The <table> element lacks one feature that hampers its usefulness when displaying large datasets: You can't lock the column & row headers. You can make the first row a set of <th> elements, and the first column can contain the row headers. But if you scroll down a long table, the column headers scroll off the top of the table. You can work around this by putting column headers above the <table> itself, perhaps in its own single-row table. But then what happens if the data table is also too wide for the page, so it has scrollbars for both directions? Now you have columns scrolling off the page to the left & right, so static column headers can't help you—and that column you were using to act as the row header scrolls off the page as well.

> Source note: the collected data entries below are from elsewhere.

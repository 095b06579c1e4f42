//! Collision glow feedback for both actors.
//!
//! A glow is a timestamp: arming it stores `now + glow_seconds`, and a per-tick
//! check turns it off once the clock passes that point. Nothing is scheduled,
//! so cancelling a glow is just not arming it again.

use bevy::prelude::*;

use crate::actors::{GhostRunner, Runner};
use crate::game_params::GameParams;
use crate::ghost::GhostEventApplied;
use crate::pool::PooledKind;
use crate::session::run_is_active;
use crate::sim_clock::SimClock;
use crate::sync_buffer::ActionKind;
use crate::SimulationSet;

/// The runner touched a live-side object this tick.
#[derive(Event, Debug, Clone, Copy)]
pub struct LiveContact {
    pub kind: PooledKind,
    pub target_id: u32,
}

/// Per-actor glow flags, one per object kind.
#[derive(Component, Debug, Clone, Default, PartialEq)]
pub struct CollisionGlow {
    pub orb_until: Option<f32>,
    pub obstacle_until: Option<f32>,
}

impl CollisionGlow {
    pub fn arm(&mut self, kind: PooledKind, now: f32, duration: f32) {
        let until = Some(now + duration);
        match kind {
            PooledKind::Orb => self.orb_until = until,
            PooledKind::Obstacle => self.obstacle_until = until,
        }
    }

    /// Turn off every glow whose time is up.
    pub fn expire(&mut self, now: f32) {
        if self.orb_until.is_some_and(|t| now >= t) {
            self.orb_until = None;
        }
        if self.obstacle_until.is_some_and(|t| now >= t) {
            self.obstacle_until = None;
        }
    }

    pub fn is_lit(&self, kind: PooledKind) -> bool {
        match kind {
            PooledKind::Orb => self.orb_until.is_some(),
            PooledKind::Obstacle => self.obstacle_until.is_some(),
        }
    }

    pub fn clear(&mut self) {
        *self = Self::default();
    }
}

/// Object kind touched by a replayed action, if it touched one.
pub fn contact_kind(kind: ActionKind) -> Option<PooledKind> {
    match kind {
        ActionKind::Jump => None,
        ActionKind::CollectOrb => Some(PooledKind::Orb),
        ActionKind::HitObstacle => Some(PooledKind::Obstacle),
    }
}

pub fn glow_on_live_contact(
    params: Res<GameParams>,
    clock: Res<SimClock>,
    mut contacts: EventReader<LiveContact>,
    mut runner: Query<&mut CollisionGlow, With<Runner>>,
) {
    for contact in contacts.read() {
        for mut glow in &mut runner {
            glow.arm(contact.kind, clock.now(), params.feedback.glow_seconds);
        }
    }
}

pub fn glow_on_ghost_replay(
    params: Res<GameParams>,
    clock: Res<SimClock>,
    mut replayed: EventReader<GhostEventApplied>,
    mut ghosts: Query<&mut CollisionGlow, With<GhostRunner>>,
) {
    for applied in replayed.read() {
        let Some(kind) = contact_kind(applied.event.kind) else {
            continue;
        };
        if let Ok(mut glow) = ghosts.get_mut(applied.ghost) {
            glow.arm(kind, clock.now(), params.feedback.glow_seconds);
        }
    }
}

pub fn expire_glow(clock: Res<SimClock>, mut glows: Query<&mut CollisionGlow>) {
    let now = clock.now();
    for mut glow in &mut glows {
        if glow.orb_until.is_some() || glow.obstacle_until.is_some() {
            glow.expire(now);
        }
    }
}

pub struct FeedbackPlugin;

impl Plugin for FeedbackPlugin {
    fn build(&self, app: &mut App) {
        app.add_event::<LiveContact>().add_systems(
            FixedUpdate,
            (expire_glow, glow_on_live_contact, glow_on_ghost_replay)
                .chain()
                .in_set(SimulationSet::PostSim)
                .run_if(run_is_active),
        );
    }
}
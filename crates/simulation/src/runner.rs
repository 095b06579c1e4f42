//! Live runner: the producer side of the ghost history.
//!
//! Each tick the runner turns [`PlayerInput`] into horizontal velocity and
//! grounded jumps, then (after physics) is clamped to its lane and has its
//! pose recorded. Jumps and contacts with live-side objects are recorded as
//! [`PlayerEvent`]s at the tick they happen.

use bevy::prelude::*;

use crate::actors::Runner;
use crate::config::{ACTOR_HALF_EXTENT, OBJECT_HALF_EXTENT};
use crate::feedback::LiveContact;
use crate::game_params::GameParams;
use crate::physics::{integrate_bodies, is_grounded, Body};
use crate::pool::{Partition, PoolAccess, PooledKind, PooledObject, Released};
use crate::session::{run_is_active, PendingHit, RunSession};
use crate::sim_clock::SimClock;
use crate::sync_buffer::{HistoryStore, PlayerEvent};
use crate::SimulationSet;

/// Runner controls for the current tick. Input devices write this; the
/// simulation only reads it.
#[derive(Resource, Debug, Clone, Default)]
pub struct PlayerInput {
    pub left: bool,
    pub right: bool,
    /// One-shot: cleared at the end of every tick whether or not the jump fired.
    pub jump: bool,
}

impl PlayerInput {
    /// -1 for left, +1 for right, 0 for neither. Left wins when both are held.
    pub fn direction(&self) -> f32 {
        if self.left {
            -1.0
        } else if self.right {
            1.0
        } else {
            0.0
        }
    }

    pub fn request_jump(&mut self) {
        self.jump = true;
    }
}

/// Axis-aligned overlap between the runner box and a pooled object box.
pub fn overlaps(runner: Vec3, object: Vec3) -> bool {
    let reach = ACTOR_HALF_EXTENT + OBJECT_HALF_EXTENT;
    let d = (runner - object).abs();
    d.x < reach && d.y < reach && d.z < reach
}

pub fn drive_runner(
    params: Res<GameParams>,
    clock: Res<SimClock>,
    mut input: ResMut<PlayerInput>,
    mut store: ResMut<HistoryStore>,
    mut runner: Query<(&Transform, &mut Body), With<Runner>>,
) {
    let jump_requested = std::mem::take(&mut input.jump);
    let Ok((transform, mut body)) = runner.get_single_mut() else {
        return;
    };

    body.velocity.x = input.direction() * params.runner.horizontal_speed;

    if jump_requested && is_grounded(transform.translation.y, params.runner.floor_detection) {
        body.apply_impulse(Vec3::Y * params.runner.jump_force);
        store.record_event(PlayerEvent::jump(clock.now()));
    }
}

pub fn clamp_runner(params: Res<GameParams>, mut runner: Query<&mut Transform, With<Runner>>) {
    let range = params.runner.clamp_range;
    for mut transform in &mut runner {
        transform.translation.x = transform.translation.x.clamp(-range, range);
    }
}

/// Contacts between the runner and live-side objects. Orbs are collected
/// immediately; an obstacle is flagged with a [`PendingHit`] and released
/// when the hit effect finishes.
#[allow(clippy::too_many_arguments)]
pub fn detect_live_contacts(
    params: Res<GameParams>,
    clock: Res<SimClock>,
    mut store: ResMut<HistoryStore>,
    mut session: ResMut<RunSession>,
    runner: Query<&Transform, With<Runner>>,
    objects: Query<
        (Entity, &Transform, &PooledObject, &Partition),
        (Without<Released>, Without<PendingHit>, Without<Runner>),
    >,
    mut access: PoolAccess,
    mut contacts: EventWriter<LiveContact>,
) {
    let Ok(runner) = runner.get_single() else {
        return;
    };
    let now = clock.now();

    for (entity, transform, object, partition) in &objects {
        if *partition != Partition::Live || !overlaps(runner.translation, transform.translation) {
            continue;
        }
        match object.kind {
            PooledKind::Orb => {
                store.record_event(PlayerEvent::collect_orb(now, object.id));
                session.add_points(params.feedback.orb_points);
                access.release(entity, *partition, object);
            }
            PooledKind::Obstacle => {
                store.record_event(PlayerEvent::hit_obstacle(now, object.id));
                let release_at = now + params.feedback.hit_effect_seconds;
                access.commands.entity(entity).insert(PendingHit { release_at });
                session.schedule_game_over(release_at);
            }
        }
        contacts.send(LiveContact {
            kind: object.kind,
            target_id: object.id,
        });
    }
}

/// Record the runner's post-physics pose for this tick.
pub fn record_runner_snapshot(
    clock: Res<SimClock>,
    mut store: ResMut<HistoryStore>,
    runner: Query<&Transform, With<Runner>>,
) {
    if let Ok(transform) = runner.get_single() {
        store.record_snapshot(clock.now(), transform.translation);
    }
}

pub struct RunnerPlugin;

impl Plugin for RunnerPlugin {
    fn build(&self, app: &mut App) {
        app.init_resource::<PlayerInput>();
        app.add_systems(
            FixedUpdate,
            (
                drive_runner.before(integrate_bodies),
                clamp_runner.after(integrate_bodies),
                detect_live_contacts.after(clamp_runner),
            )
                .in_set(SimulationSet::Simulation)
                .run_if(run_is_active),
        );
        app.add_systems(
            FixedUpdate,
            record_runner_snapshot
                .in_set(SimulationSet::PostSim)
                .run_if(run_is_active),
        );
    }
}
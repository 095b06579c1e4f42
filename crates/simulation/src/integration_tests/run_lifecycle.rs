use bevy::prelude::Transform;

use crate::physics::rest_height;
use crate::pool::{Partition, PooledKind};
use crate::session::{PendingHit, RunPhase};
use crate::test_harness::TestRun;

#[test]
fn obstacle_hit_ends_the_run_after_the_hit_effect() {
    let mut run = TestRun::quarter_second_lag();
    let id = run.place_pair_on_start_line(PooledKind::Obstacle);

    run.tick(1);
    // Hit at t = 0.0625; effect lasts 0.2 s.
    assert!(run.runner_glow().is_lit(PooledKind::Obstacle));
    run.assert_active(Partition::Live, id, true);
    assert!(run.session().game_over_at.is_some());

    run.tick(3);
    run.assert_phase(RunPhase::Running);

    run.tick(1);
    run.assert_phase(RunPhase::GameOver);
    run.assert_active(Partition::Live, id, false);
    assert_eq!(run.store().stats().events_recorded, 1);
}

#[test]
fn game_over_freezes_the_world() {
    let mut run = TestRun::quarter_second_lag();
    run.place_pair_on_start_line(PooledKind::Obstacle);
    run.tick(5);
    run.assert_phase(RunPhase::GameOver);

    let now = run.now();
    let score = run.session().score;
    let snapshots = run.store().stats().snapshots_recorded;
    run.hold_right();
    run.tick(20);

    assert_eq!(run.now(), now);
    assert_eq!(run.session().score, score);
    assert_eq!(run.store().stats().snapshots_recorded, snapshots);
    assert_eq!(run.runner_x(), 0.0);
}

#[test]
fn restart_resets_history_and_objects() {
    let mut run = TestRun::quarter_second_lag();
    run.place_pair_on_start_line(PooledKind::Obstacle);
    let far = run.place_pair_far_ahead(PooledKind::Orb, 1.0);
    run.tick(5);
    run.assert_phase(RunPhase::GameOver);

    run.restart();
    run.tick(1);

    run.assert_phase(RunPhase::Running);
    assert_eq!(run.now(), 0.0625);
    assert_eq!(run.store().snapshot_count(), 1);
    assert_eq!(run.store().pending_events(), 0);
    assert_eq!(run.replay_stats().events_applied, 0);
    assert_eq!(run.active_objects(Partition::Live), 0);
    assert_eq!(run.active_objects(Partition::Ghost), 0);
    run.assert_active(Partition::Ghost, far, false);
    assert!(run.session().score < 1.0);
    assert!(!run.runner_glow().is_lit(PooledKind::Obstacle));
}

#[test]
fn restart_discards_unreplayed_actions() {
    let mut run = TestRun::quarter_second_lag();
    run.press_jump();
    run.tick(2);
    assert_eq!(run.store().pending_events(), 1);

    run.restart();
    let mut highest = 0.0_f32;
    for _ in 0..10 {
        run.tick(1);
        highest = highest.max(run.ghost_position().y);
    }
    assert_eq!(highest, rest_height());
    assert_eq!(run.replay_stats().events_applied, 0);
}

#[test]
fn restart_puts_both_actors_on_the_start_line() {
    let mut run = TestRun::quarter_second_lag();
    run.hold_right();
    run.press_jump();
    run.tick(12);
    run.release_keys();

    run.restart();
    run.tick(1);
    assert_eq!(run.runner_position().x, 0.0);
    assert_eq!(run.runner_position().y, rest_height());
    assert_eq!(run.ghost_position().x, 0.0);
}

#[test]
fn score_grows_while_running() {
    let mut run = TestRun::quiet();
    run.tick(100);
    // 100 ticks of 0.02 s at 0.5 points per second.
    let score = run.session().score;
    assert!((score - 1.0).abs() < 1e-3, "score was {score}");
    assert!(run.session().object_speed > 1.9);
}

#[test]
fn hit_obstacle_recycled_early_drops_its_pending_hit() {
    let mut run = TestRun::quarter_second_lag();
    let id = run.place_pair_on_start_line(PooledKind::Obstacle);
    let live = run.object(Partition::Live, id).expect("live copy placed");

    run.tick(1);
    assert!(run.world_mut().get::<PendingHit>(live).is_some());

    // Carry it past the despawn line before the hit effect ends.
    if let Some(mut transform) = run.world_mut().get_mut::<Transform>(live) {
        transform.translation.z = -10.0;
    }
    run.tick(1);

    assert!(run.is_released(live));
    assert!(run.world_mut().get::<PendingHit>(live).is_none());
    run.assert_phase(RunPhase::Running);

    // The hit still ends the run on schedule.
    run.tick(3);
    run.assert_phase(RunPhase::GameOver);
}
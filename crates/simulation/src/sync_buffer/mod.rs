//! Bounded runner history: a pose ring for interpolation and an action ring
//! drained in FIFO order by the ghost.
//!
//! The runner is the only writer. The ghost reads both rings and is the only
//! consumer of the action ring. Both rings overwrite their oldest entry once
//! full, so only the most recent `capacity * tick_seconds` of history is ever
//! available.

mod plugin;
mod ring;
mod store;
mod types;

pub use plugin::SyncBufferPlugin;
pub use ring::HistoryRing;
pub use store::{HistoryStats, HistoryStore};
pub use types::{ActionKind, PlayerEvent, Snapshot};
use crate::game_params::GameParams;
use crate::test_harness::TestRun;

/// Runner moving right at one unit per second on a 16 Hz tick, so its x equals
/// the clock time and every recorded sample is exact.
fn steady_runner(smoothing_rate: f32) -> TestRun {
    let mut run = TestRun::quiet_with(|p| {
        p.tick_seconds = 0.0625;
        p.ghost.lag_seconds = 0.25;
        p.ghost.smoothing_rate = smoothing_rate;
        p.runner.horizontal_speed = 1.0;
        p.runner.clamp_range = 10.0;
    });
    run.hold_right();
    run
}

#[test]
fn ghost_trails_runner_by_the_lag() {
    let mut run = steady_runner(100.0);
    run.tick(12);

    assert_eq!(run.runner_x(), 0.75);
    run.assert_ghost_x_near(0.5, 1e-5);

    run.tick(4);
    let runner_x = run.runner_x();
    run.assert_ghost_x_near(runner_x - 0.25, 1e-5);
}

#[test]
fn ghost_waits_for_two_samples() {
    let mut run = steady_runner(100.0);
    // After one tick there is a single sample: nothing to interpolate yet.
    run.tick(1);
    assert_eq!(run.store().snapshot_count(), 1);
    assert_eq!(run.ghost_x(), 0.0);
    assert_eq!(run.replay_stats().synced_ticks, 0);
    assert!(run.replay_stats().starved_ticks >= 1);
}

#[test]
fn ghost_catch_up_is_rate_limited() {
    let mut run = steady_runner(1.0);
    run.world_mut()
        .resource_mut::<GameParams>()
        .runner
        .horizontal_speed = 8.0;

    let max_step = 1.0 * 0.0625;
    let mut previous = run.ghost_x();
    for _ in 0..24 {
        run.tick(1);
        let x = run.ghost_x();
        assert!(
            (x - previous).abs() <= max_step + 1e-6,
            "ghost moved {} in one tick",
            x - previous
        );
        previous = x;
    }
    // Far behind its target by now.
    assert!(run.ghost_x() < run.runner_x() - 5.0);
}

#[test]
fn ghost_never_moves_itself_horizontally() {
    let mut run = steady_runner(100.0);
    run.tick(10);
    assert_eq!(run.ghost_body().velocity.x, 0.0);
}

#[test]
fn runner_is_clamped_to_its_lane() {
    let mut run = TestRun::quiet();
    run.hold_left();
    run.tick(100);
    let range = run.params().runner.clamp_range;
    assert_eq!(run.runner_x(), -range);
    // The ghost follows but stays within the recorded range too.
    assert!(run.ghost_x() >= -range);
}
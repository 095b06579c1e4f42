//! Delayed replay of the runner.
//!
//! Every fixed tick the ghost asks the history store for the runner's pose at
//! `now - lag_seconds` and eases toward it on x, then applies every recorded
//! action that has come due, oldest first. Vertical motion is never copied from
//! the history: replayed jumps are impulses fed to the ghost's own physics.

mod plugin;
mod replay;

pub use plugin::GhostPlugin;
pub use replay::{drain_due_events, move_towards, replay_ghost, GhostEventApplied, ReplayStats};
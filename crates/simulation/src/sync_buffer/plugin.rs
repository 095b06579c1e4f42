use bevy::prelude::*;

use crate::game_params::GameParams;

use super::store::HistoryStore;

/// Inserts a fresh [`HistoryStore`] and checks that its capacity covers the
/// configured ghost lag.
pub struct SyncBufferPlugin;

impl Plugin for SyncBufferPlugin {
    fn build(&self, app: &mut App) {
        app.init_resource::<GameParams>();
        app.init_resource::<HistoryStore>();

        let store = app.world().resource::<HistoryStore>();
        let capacity = store.snapshot_capacity();
        let params = app.world().resource::<GameParams>();
        if let Err(err) = params.check_history_coverage(capacity) {
            warn!("SyncBufferPlugin: {}", err);
        }
    }
}
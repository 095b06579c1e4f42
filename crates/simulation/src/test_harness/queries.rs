//! Query and simulation-tick methods for `TestRun`.

use bevy::prelude::*;

use crate::actors::{GhostRunner, Runner};
use crate::feedback::CollisionGlow;
use crate::game_params::GameParams;
use crate::ghost::{GhostEventApplied, ReplayStats};
use crate::physics::Body;
use crate::pool::{ObjectPool, Partition, PartitionIndex, PooledKind, PooledObject, Released};
use crate::session::RunSession;
use crate::sim_clock::SimClock;
use crate::sync_buffer::{HistoryStore, PlayerEvent};

use super::TestRun;

impl TestRun {
    // -----------------------------------------------------------------------
    // Simulation
    // -----------------------------------------------------------------------

    /// Run N fixed-update ticks by directly executing the `FixedUpdate`
    /// schedule. This bypasses Bevy's virtual time, so each call is exactly
    /// one `SimClock` step.
    pub fn tick(&mut self, n: u32) {
        for _ in 0..n {
            self.app.world_mut().run_schedule(FixedUpdate);
        }
    }

    /// Tick until `done` holds, at most `max_ticks` times. Returns the number
    /// of ticks run, or `None` if the condition never held.
    pub fn tick_until(
        &mut self,
        max_ticks: u32,
        mut done: impl FnMut(&mut Self) -> bool,
    ) -> Option<u32> {
        for n in 1..=max_ticks {
            self.tick(1);
            if done(self) {
                return Some(n);
            }
        }
        None
    }

    // -----------------------------------------------------------------------
    // Resources
    // -----------------------------------------------------------------------

    pub fn world_mut(&mut self) -> &mut World {
        self.app.world_mut()
    }

    pub fn params(&self) -> &GameParams {
        self.app.world().resource::<GameParams>()
    }

    pub fn clock(&self) -> &SimClock {
        self.app.world().resource::<SimClock>()
    }

    pub fn now(&self) -> f32 {
        self.clock().now()
    }

    pub fn store(&self) -> &HistoryStore {
        self.app.world().resource::<HistoryStore>()
    }

    pub fn store_mut(&mut self) -> Mut<'_, HistoryStore> {
        self.app.world_mut().resource_mut::<HistoryStore>()
    }

    pub fn replay_stats(&self) -> &ReplayStats {
        self.app.world().resource::<ReplayStats>()
    }

    pub fn session(&self) -> &RunSession {
        self.app.world().resource::<RunSession>()
    }

    pub fn index(&self) -> &PartitionIndex {
        self.app.world().resource::<PartitionIndex>()
    }

    /// Every action the ghost has replayed so far, in replay order.
    pub fn replayed_events(&self) -> Vec<PlayerEvent> {
        self.app
            .world()
            .resource::<Events<GhostEventApplied>>()
            .iter_current_update_events()
            .map(|applied| applied.event)
            .collect()
    }

    // -----------------------------------------------------------------------
    // Actors (note: Bevy's World::query() requires &mut World)
    // -----------------------------------------------------------------------

    pub fn runner_position(&mut self) -> Vec3 {
        let world = self.app.world_mut();
        let mut query = world.query_filtered::<&Transform, With<Runner>>();
        query.single(world).translation
    }

    pub fn ghost_position(&mut self) -> Vec3 {
        let world = self.app.world_mut();
        let mut query = world.query_filtered::<&Transform, With<GhostRunner>>();
        query.single(world).translation
    }

    pub fn runner_x(&mut self) -> f32 {
        self.runner_position().x
    }

    pub fn ghost_x(&mut self) -> f32 {
        self.ghost_position().x
    }

    pub fn ghost_body(&mut self) -> Body {
        let world = self.app.world_mut();
        let mut query = world.query_filtered::<&Body, With<GhostRunner>>();
        query.single(world).clone()
    }

    pub fn runner_glow(&mut self) -> CollisionGlow {
        let world = self.app.world_mut();
        let mut query = world.query_filtered::<&CollisionGlow, With<Runner>>();
        query.single(world).clone()
    }

    pub fn ghost_glow(&mut self) -> CollisionGlow {
        let world = self.app.world_mut();
        let mut query = world.query_filtered::<&CollisionGlow, With<GhostRunner>>();
        query.single(world).clone()
    }

    // -----------------------------------------------------------------------
    // Pooled objects
    // -----------------------------------------------------------------------

    /// The active entity for `id` in `partition`.
    pub fn object(&self, partition: Partition, id: u32) -> Option<Entity> {
        self.index().lookup(partition, id)
    }

    pub fn active_objects(&self, partition: Partition) -> usize {
        self.index().active_in(partition)
    }

    pub fn is_released(&self, entity: Entity) -> bool {
        self.app.world().get::<Released>(entity).is_some()
    }

    pub fn free_objects(&self, kind: PooledKind) -> usize {
        self.app.world().resource::<ObjectPool>().free_count(kind)
    }

    /// `(id, kind, position)` of every active object in `partition`, by id.
    pub fn object_positions(&mut self, partition: Partition) -> Vec<(u32, PooledKind, Vec3)> {
        let world = self.app.world_mut();
        let mut query = world
            .query_filtered::<(&PooledObject, &Partition, &Transform), Without<Released>>();
        let mut objects: Vec<_> = query
            .iter(world)
            .filter(|(_, p, _)| **p == partition)
            .map(|(object, _, transform)| (object.id, object.kind, transform.translation))
            .collect();
        objects.sort_by_key(|(id, _, _)| *id);
        objects
    }
}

Some TV grid developers try to compensate for this deficiency by inserting a new row of column headers every few rows. They compensate for the horizontal scrolling problem by simply re-loading the whole page when you move back & forth in time. It does get the data in front of the user—but it's not pretty. Even the AJAX grids solve the problem by forcing you to scroll left/right a "page" at a time so they can totally rebuild the visible grid in-place.

My solution to this problem was to create a "table" for the column headers and another for the row headers. These are actually <div>s which contain the column & row labels. They're independent of the central <div> containing the data, but when you scroll the data the headers respond to the onscroll event, where I adjust their scrollHeight & scrollLeft properties to match. This worked out quite well.